Ello no obstante, es a partir de la fase positiva, dígase creadora, del imperialismo, en su de primera etapa del capitalismo en Indoamérica —o sea como tramo inferior de su trayectoria ascendente hacia los más encumbrados planos de la industrialización, que este análisis ha de ser valedero. Por cuanto él, de comienzo, ubica distintamente al imperialismo en nuestros países a nivel de sinonimia y equipolencia con el capitalismo contemporáneo. El cual, en virtud de su índole y alcances de sistema económico cosmopolita, irradia desde sus lejanos núcleos focales y viene a arraigarse, bajo cualesquier formas de penetración, para dominar y atraer hacia su irresistible radio de influencia a todos los modos nativos y retardados de economía que encuentra a su paso, y que, en mayor o menor grado, devienen subsidiarios del adventicio, más tecnificado y solvente.

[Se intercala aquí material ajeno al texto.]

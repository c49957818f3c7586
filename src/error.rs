use stylecodec::CodecError;
use thiserror::Error;

#[derive(Error, Debug, Clone, PartialEq, Eq)]
pub enum EditError {
    #[error("CSS parse error: {0}")]
    Codec(#[from] CodecError),

    #[error("The file is not an image: {mime}")]
    NotAnImage { mime: String },

    #[error("File too large: {size_kb} KB (maximum is {limit_kb} KB)")]
    FileTooLarge { size_kb: u64, limit_kb: u64 },

    #[error("Invalid internal class prefix: {prefix:?}")]
    InvalidPrefix { prefix: String },
}

// Create a type alias for convenience
pub type Result<T> = std::result::Result<T, EditError>;
pub mod color;

pub use color::RgbaColor;
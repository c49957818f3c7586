//! The editing session driven by the host UI.

use log::debug;
use stylecodec::grammar::property_info;
use stylecodec::parser::{parse_declarations, parse_stylesheet_with_marker};
use stylecodec::serializer::serialize_with;
use stylecodec::{
    CompositeValue, DecodedValue, SelectorGroups, SlotValue, StyleModel, decode_value,
    encode_value,
};

use crate::error::Result;
use crate::image::{check_image, data_url};
use crate::options::EditorOptions;

/// One editable style sheet.
///
/// ```rust
/// use cssedit::CssEdit;
///
/// let mut edit = CssEdit::new();
/// edit.load_from_text(".x { color: #fff; }").unwrap();
///
/// let color = edit.decode_for_editing(".x", "color");
/// edit.apply_edit(".x", "color", &color, true);
/// assert_eq!(edit.declarations_text(".x"), "color: #ffffff;\n");
/// ```
#[derive(Debug, Clone, Default)]
pub struct CssEdit {
    model: StyleModel,
    options: EditorOptions,
}

impl CssEdit {
    pub fn new() -> Self {
        Self::default()
    }

    pub fn with_options(options: EditorOptions) -> Self {
        Self {
            model: StyleModel::new(),
            options,
        }
    }

    pub fn options(&self) -> &EditorOptions {
        &self.options
    }

    pub fn model(&self) -> &StyleModel {
        &self.model
    }

    /// Replaces the model with the parsed `text`. On error the current model
    /// is kept.
    pub fn load_from_text(&mut self, text: &str) -> Result<()> {
        let model = parse_stylesheet_with_marker(text, &self.options.marker())?;
        debug!("loaded {} selectors", model.len());
        self.model = model;
        Ok(())
    }

    /// Decodes a property for its editor form.
    ///
    /// A property the selector does not have decodes from the table's default
    /// value, so the form starts from something sensible.
    pub fn decode_for_editing(&self, selector: &str, property: &str) -> DecodedValue {
        if let Some(current) = self.model.property(selector, property) {
            return decode_value(property, &current.value);
        }
        match property_info(property) {
            Some(info) => decode_value(property, info.default_value),
            None => DecodedValue::Unparsed(String::new()),
        }
    }

    pub fn is_enabled(&self, selector: &str, property: &str) -> bool {
        self.model
            .property(selector, property)
            .is_some_and(|p| p.enabled)
    }

    /// Encodes an edited value and stores it.
    pub fn apply_edit(
        &mut self,
        selector: &str,
        property: &str,
        value: &DecodedValue,
        enabled: bool,
    ) {
        let text = encode_value(property, value);
        self.model.set_property(selector, property, text, enabled);
    }

    /// Toggles a stored property. Returns false if there is none.
    pub fn set_enabled(&mut self, selector: &str, property: &str, enabled: bool) -> bool {
        let Some(current) = self.model.property(selector, property) else {
            return false;
        };
        let value = current.value.clone();
        self.model.set_property(selector, property, value, enabled);
        true
    }

    pub fn remove_property(&mut self, selector: &str, property: &str) -> bool {
        self.model.remove_property(selector, property).is_some()
    }

    /// Full style-sheet text for the live preview: the editor's own rules
    /// followed by the serialized model.
    pub fn render_text(&self) -> String {
        let mut text = self.header_css();
        text.push_str(&serialize_with(&self.model, &self.options.serialize_options()));
        text
    }

    /// Rules that outline editable objects and highlight the selected one.
    pub fn header_css(&self) -> String {
        let on = self.options.class("editable-on");
        let object = self.options.class("editable-object");
        let selected = self.options.selected_class();
        let editable = &self.options.editable_shadow;
        format!(
            ".{on} .{object} {{ box-shadow: {editable}; cursor: default; }}\n\
             .{on} .{selected} {{ box-shadow: {}, {editable}; cursor: default; }}\n",
            self.options.selected_shadow
        )
    }

    /// Declarations of `selector` whose properties the grammar table does not
    /// know, one `name: value;` per line.
    pub fn custom_text(&self, selector: &str) -> String {
        let Some(rule_set) = self.model.rule_set(selector) else {
            return String::new();
        };
        rule_set
            .iter()
            .filter(|(name, _)| property_info(name).is_none())
            .map(|(name, p)| format!("{name}: {};\n", p.value))
            .collect()
    }

    /// Replaces the custom declarations of `selector` with those in `text`.
    ///
    /// Returns the text that did not parse as declarations. The host shows a
    /// non-blank remainder as an error.
    pub fn apply_custom_text(&mut self, selector: &str, text: &str) -> String {
        let (rest, declarations) = match parse_declarations(text) {
            Ok(parsed) => parsed,
            Err(_) => (text, Vec::new()),
        };

        let rule_set = self.model.rule_set_mut(selector);
        let stale: Vec<String> = rule_set
            .iter()
            .map(|(name, _)| name)
            .filter(|name| property_info(name).is_none())
            .map(str::to_string)
            .collect();
        for name in &stale {
            rule_set.remove(name);
        }
        self.model.merge_declarations(selector, &declarations);

        if !rest.trim().is_empty() {
            debug!("{selector}: custom text left unparsed: {:?}", rest.trim());
        }
        rest.to_string()
    }

    /// Enabled declarations of one selector, one `name: value;` per line.
    pub fn declarations_text(&self, selector: &str) -> String {
        let Some(rule_set) = self.model.rule_set(selector) else {
            return String::new();
        };
        rule_set
            .enabled()
            .map(|(name, p)| format!("{name}: {};\n", p.value))
            .collect()
    }

    /// Adds an empty selector. Empty, duplicate and editor-internal selectors
    /// are refused.
    pub fn add_selector(&mut self, selector: &str) -> bool {
        let selector = selector.trim();
        if selector.is_empty() || selector.contains(&self.options.marker()) {
            return false;
        }
        self.model.add_selector(selector)
    }

    pub fn remove_selector(&mut self, selector: &str) -> bool {
        self.model.remove_selector(selector).is_some()
    }

    pub fn selectors(&self) -> impl Iterator<Item = &str> {
        self.model.selectors()
    }

    pub fn get_selectors(&self) -> SelectorGroups {
        self.model.get_selectors()
    }

    /// Builds an image slot that embeds `bytes` as a `data:` URL.
    pub fn embed_image(&self, mime: &str, bytes: &[u8]) -> Result<SlotValue> {
        check_image(mime, bytes.len(), self.options.max_file_size_kb)?;
        Ok(SlotValue::Composite(CompositeValue::image(&data_url(
            mime, bytes,
        ))))
    }
}

#[cfg(test)]
mod tests {
    use super::*;

    #[test]
    fn test_set_enabled_requires_existing_property() {
        let mut edit = CssEdit::new();
        assert!(!edit.set_enabled(".a", "color", true));
        edit.load_from_text(".a { color: red; }").unwrap();
        assert!(edit.set_enabled(".a", "color", false));
        assert!(!edit.is_enabled(".a", "color"));
        assert_eq!(edit.model().property(".a", "color").unwrap().value, "red");
    }

    #[test]
    fn test_unknown_property_default_is_empty_unparsed() {
        let edit = CssEdit::new();
        assert_eq!(
            edit.decode_for_editing(".a", "grid-area"),
            DecodedValue::Unparsed(String::new())
        );
    }
}
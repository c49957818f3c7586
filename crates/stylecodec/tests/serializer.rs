//! Integration tests for rule-text serialization.

use pretty_assertions::assert_eq;
use stylecodec::parser::parse_stylesheet;
use stylecodec::serializer::{SerializeOptions, serialize, serialize_with};
use stylecodec::{StyleModel, decode_value, encode_value};

// ============================================================================
// BUCKET ORDER
// ============================================================================

#[test]
fn test_other_class_id_order() {
    let model = parse_stylesheet("#b { color: red; } .a { color: red; } div { color: red; }").unwrap();
    assert_eq!(
        serialize(&model),
        "div {\n\tcolor: red;\n}\n.a {\n\tcolor: red;\n}\n#b {\n\tcolor: red;\n}\n"
    );
}

#[test]
fn test_model_order_within_bucket() {
    let css = ".z { top: 1px; } p { top: 1px; } .y { top: 1px; } a b { top: 1px; } .x .w { top: 1px; }";
    let model = parse_stylesheet(css).unwrap();
    let headers: Vec<String> = serialize(&model)
        .lines()
        .filter_map(|l| l.strip_suffix(" {").map(str::to_string))
        .collect();
    assert_eq!(headers, ["p", "a b", ".x .w", ".z", ".y"]);
}

// ============================================================================
// ENABLED FLAG
// ============================================================================

#[test]
fn test_disabled_properties_are_suppressed() {
    let mut model = parse_stylesheet(".a { color: red; width: 10px; }").unwrap();
    model.set_property(".a", "color", "red", false);
    assert_eq!(serialize(&model), ".a {\n\twidth: 10px;\n}\n");

    // Re-enabling keeps the first position.
    model.set_property(".a", "color", "red", true);
    assert_eq!(serialize(&model), ".a {\n\tcolor: red;\n\twidth: 10px;\n}\n");
}

#[test]
fn test_selector_with_nothing_enabled_is_omitted() {
    let mut model = StyleModel::new();
    model.add_selector(".new");
    model.set_property("p", "color", "red", false);
    assert_eq!(serialize(&model), "");
}

// ============================================================================
// SELECTED-STATE COMPANION RULE
// ============================================================================

#[test]
fn test_box_shadow_companion() {
    let model = parse_stylesheet(".card { box-shadow: 2px 2px 2px 3px rgba(0,0,0,0.5); }").unwrap();
    assert_eq!(
        serialize(&model),
        ".card {\n\
         \tbox-shadow: 2px 2px 2px 3px rgba(0,0,0,0.5);\n\
         }\n\
         .card.cssedit-editable-selected {\n\
         \tbox-shadow: 0 0 1px 2px rgba(255,255,0,0.8), 2px 2px 2px 3px rgba(0,0,0,0.5);\n\
         }\n"
    );
}

#[test]
fn test_companion_follows_its_rule_in_bucket_order() {
    let model = parse_stylesheet("#id { box-shadow: none; } div { color: red; }").unwrap();
    let options = SerializeOptions {
        selected_class: "on".into(),
        selected_shadow: "0 0 2px gold".into(),
    };
    assert_eq!(
        serialize_with(&model, &options),
        "div {\n\tcolor: red;\n}\n#id {\n\tbox-shadow: none;\n}\n#id.on {\n\tbox-shadow: 0 0 2px gold, none;\n}\n"
    );
}

// ============================================================================
// ROUND TRIP
// ============================================================================

#[test]
fn test_serialize_is_idempotent() {
    let css = r#"
        /* page */
        #main, .card { box-shadow: 1px 1px 3px 2px #333 inset; color: Coral }
        .card:hover { background-image: url("data:image/gif;base64,R0lGOD;lhAQ=="); }
        ul > li { margin: 1px 2px; grid-area: 1 / 2; }
    "#;
    let once = serialize(&parse_stylesheet(css).unwrap());
    let twice = serialize(&parse_stylesheet(&once).unwrap());
    assert_eq!(once, twice);
}

#[test]
fn test_reparse_equals_model() {
    let model = parse_stylesheet("a { color: red; } .b { width: 2px; box-shadow: none; }").unwrap();
    let reparsed = parse_stylesheet(&serialize(&model)).unwrap();
    assert_eq!(reparsed, model);
}

#[test]
fn test_comment_opener_inside_url_survives_reparse() {
    let mut model = StyleModel::new();
    model.set_property(".a", "background-image", "url(\"a/*b.png\")", true);
    model.set_property(".a", "color", "red", true);

    let text = serialize(&model);
    assert_eq!(
        text,
        ".a {\n\tbackground-image: url(\"a/*b.png\");\n\tcolor: red;\n}\n"
    );
    assert_eq!(parse_stylesheet(&text).unwrap(), model);
}

#[test]
fn test_edit_via_codec_then_serialize() {
    let mut model = parse_stylesheet(".x { color: #fff; border-width: 2px; }").unwrap();
    let decoded = decode_value("color", &model.property(".x", "color").unwrap().value);
    model.set_property(".x", "color", encode_value("color", &decoded), true);
    assert_eq!(
        serialize(&model),
        ".x {\n\tcolor: #ffffff;\n\tborder-width: 2px;\n}\n"
    );
}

De suerte que al enjuiciar al imperialismo desde el ángulo de su acción progresiva en las zonas retrasadas, y conocidas internacionalmente bajo - el apelativo de cuño anglo-sajón como “backward-peoples”; es congruente considerar sus circunstancias. Menciono de nuevo mi libro de 1928 al reproducir los rasgos generales de la penetración imperialista que entonces anoté: El imperialismo, que implica en todos nuestros países el advenimiento de la era capitalista industrial bajo formas características de penetración, trae consigo algunos de los fenómenos económicos y sociales que produce el capitalismo en los países donde aparece originariamente: la gran concentración industrial y agrícola, el monopolio de la producción y circulación de la riqueza; la progresiva destrucción o absorción del pequeño capital, de la pequeña manufactura, de la pequeña propiedad y del pequeño comercio, y la formación de una verdadera clase proletaria industrial.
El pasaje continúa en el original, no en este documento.